■ BRIEF:
Below are entries; copy exactly the lines from the one with "use log::debug;" through the one with "use crate::error::Result;", both included, and leave out the rest.

■ EXTRACTED ENTRIES:
▬▬▬▬▬▬▬▬▬▬
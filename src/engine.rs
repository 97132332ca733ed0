use std::sync::Arc;

use cozy_chess::Color;
use log::debug;
use rand::rngs::SmallRng;
use rand::{Rng, SeedableRng};

use crate::board::{ChessMove, ChessRules, Position};
use crate::config::EngineConfig;
use crate::difficulty::Difficulty;
use crate::error::Result;
use crate::hints::{self, HintParams, Suggestion};
use crate::openings::{self, OpeningBook};
use crate::search::alphabeta::{ScoredMove, Searcher};
use crate::search::eval::Evaluator;
use crate::search::noise;

/// Bot move selection and hint analysis behind one random source.
///
/// Every random decision (book choice, root noise, mistakes, hint jitter and
/// tie breaking) draws from the engine's own `SmallRng`, so two engines
/// built with the same seed and config give identical answers.
pub struct Engine {
    config: EngineConfig,
    evaluator: Evaluator,
    book: Arc<OpeningBook>,
    rng: SmallRng,
}

impl Engine {
    pub fn new(config: EngineConfig) -> Self { Self::with_rng(config, SmallRng::from_entropy()) }

    pub fn seeded(config: EngineConfig, seed: u64) -> Self { Self::with_rng(config, SmallRng::seed_from_u64(seed)) }

    pub fn with_rng(config: EngineConfig, rng: SmallRng) -> Self {
        Self::with_book(config, Arc::new(OpeningBook::standard::<Position>()), rng)
    }

    pub fn with_book(config: EngineConfig, book: Arc<OpeningBook>, rng: SmallRng) -> Self {
        Self { evaluator: Evaluator::from_config(&config), config, book, rng }
    }

    pub fn config(&self) -> &EngineConfig { &self.config }
    pub fn book(&self) -> &OpeningBook { &self.book }

    /// Parses `fen` and picks the bot's move. `Ok(None)` means the game is
    /// already over (no legal moves).
    pub fn select_move(&mut self, fen: &str, difficulty: Difficulty) -> Result<Option<ChessMove>> {
        let pos = Position::from_fen(fen)?;
        Ok(self.select_move_in(&pos, difficulty))
    }

    pub fn select_move_in<P: ChessRules>(&mut self, pos: &P, difficulty: Difficulty) -> Option<ChessMove> {
        if pos.legal_move_count() == 0 { return None; }

        if let Some(candidates) = self.book.lookup(&pos.fen()) {
            if self.rng.gen_bool(self.config.book_probability) {
                if let Some(mv) = openings::choose(candidates, pos, &mut self.rng) { return Some(mv); }
            }
        }

        let profile = difficulty.profile();
        let mut searcher = Searcher::new(self.evaluator);
        let mut scored = searcher.root_scores(pos, profile.depth);
        noise::perturb(&mut scored, profile.noise_cp, &mut self.rng);
        let maximizing = pos.side_to_move() == Color::White;
        let chosen = noise::choose_with_mistakes(&mut scored, maximizing, &profile, &mut self.rng);
        debug!("{difficulty}: searched {} nodes at depth {}, chose {:?}", searcher.nodes(), profile.depth, chosen.map(|m| m.uci()));
        chosen.or_else(|| random_legal_move(pos, &mut self.rng))
    }

    /// Noise-free root scores at `depth`, White-positive.
    pub fn root_scores<P: ChessRules>(&self, pos: &P, depth: u32) -> Vec<ScoredMove> {
        Searcher::new(self.evaluator).root_scores(pos, depth)
    }

    pub fn evaluate<P: ChessRules>(&self, pos: &P) -> i32 { self.evaluator.evaluate(pos) }

    /// Parses `fen` and ranks up to `count` hints for `side`.
    pub fn analyze_suggestions(&mut self, fen: &str, side: Color, count: usize) -> Result<Vec<Suggestion>> {
        let pos = Position::from_fen(fen)?;
        Ok(self.analyze_suggestions_in(&pos, side, count))
    }

    pub fn analyze_suggestions_in<P: ChessRules>(&mut self, pos: &P, side: Color, count: usize) -> Vec<Suggestion> {
        let params = HintParams::from_config(&self.config);
        hints::analyze(pos, side, count, &params, &mut self.rng)
    }
}

/// Uniformly random legal move, `None` when the game is over. The host's
/// fallback when a search is late.
pub fn random_legal_move<P: ChessRules>(pos: &P, rng: &mut SmallRng) -> Option<ChessMove> {
    let legal = pos.legal_moves();
    if legal.is_empty() { None } else { Some(legal[rng.gen_range(0..legal.len())]) }
}
use std::fmt;
use std::str::FromStr;

use serde::{Deserialize, Serialize};

use crate::error::EngineError;

/// Bot strength tiers, weakest first.
#[derive(Debug, Clone, Copy, PartialEq, Eq, Hash, Serialize, Deserialize)]
#[serde(rename_all = "lowercase")]
pub enum Difficulty {
    Beginner,
    Easy,
    Medium,
    Hard,
    Expert,
}

/// Search settings for one tier.
#[derive(Debug, Clone, Copy, PartialEq)]
pub struct DifficultyProfile {
    pub name: &'static str,
    pub depth: u32,
    /// Root scores get a uniform perturbation in `[-noise_cp, noise_cp]`.
    pub noise_cp: i32,
    pub mistake_probability: f64,
    /// How many of the top moves a deliberate mistake is drawn from.
    pub mistake_pool: usize,
}

impl Difficulty {
    pub const ALL: [Difficulty; 5] =
        [Difficulty::Beginner, Difficulty::Easy, Difficulty::Medium, Difficulty::Hard, Difficulty::Expert];

    pub fn profile(self) -> DifficultyProfile {
        match self {
            Difficulty::Beginner => DifficultyProfile { name: "beginner", depth: 1, noise_cp: 500, mistake_probability: 0.35, mistake_pool: 6 },
            Difficulty::Easy => DifficultyProfile { name: "easy", depth: 1, noise_cp: 150, mistake_probability: 0.20, mistake_pool: 4 },
            Difficulty::Medium => DifficultyProfile { name: "medium", depth: 2, noise_cp: 60, mistake_probability: 0.10, mistake_pool: 3 },
            Difficulty::Hard => DifficultyProfile { name: "hard", depth: 3, noise_cp: 20, mistake_probability: 0.03, mistake_pool: 2 },
            Difficulty::Expert => DifficultyProfile { name: "expert", depth: 4, noise_cp: 5, mistake_probability: 0.0, mistake_pool: 1 },
        }
    }

    pub fn name(self) -> &'static str { self.profile().name }
}

impl fmt::Display for Difficulty {
    fn fmt(&self, f: &mut fmt::Formatter<'_>) -> fmt::Result { f.write_str(self.name()) }
}

impl FromStr for Difficulty {
    type Err = EngineError;

    fn from_str(s: &str) -> Result<Self, Self::Err> {
        let wanted = s.trim().to_ascii_lowercase();
        Difficulty::ALL
            .into_iter()
            .find(|d| d.name() == wanted)
            .ok_or_else(|| EngineError::UnknownDifficulty(s.to_string()))
    }
}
▬▬▬▬▬▬▬▬▬▬
■ OUTPUT FOR THIS TASK:
use log::debug;
use rand::rngs::SmallRng;
use rand::{Rng, SeedableRng};

use crate::board::{ChessMove, ChessRules, Position};
use crate::config::EngineConfig;
use crate::difficulty::Difficulty;
use crate::error::Result;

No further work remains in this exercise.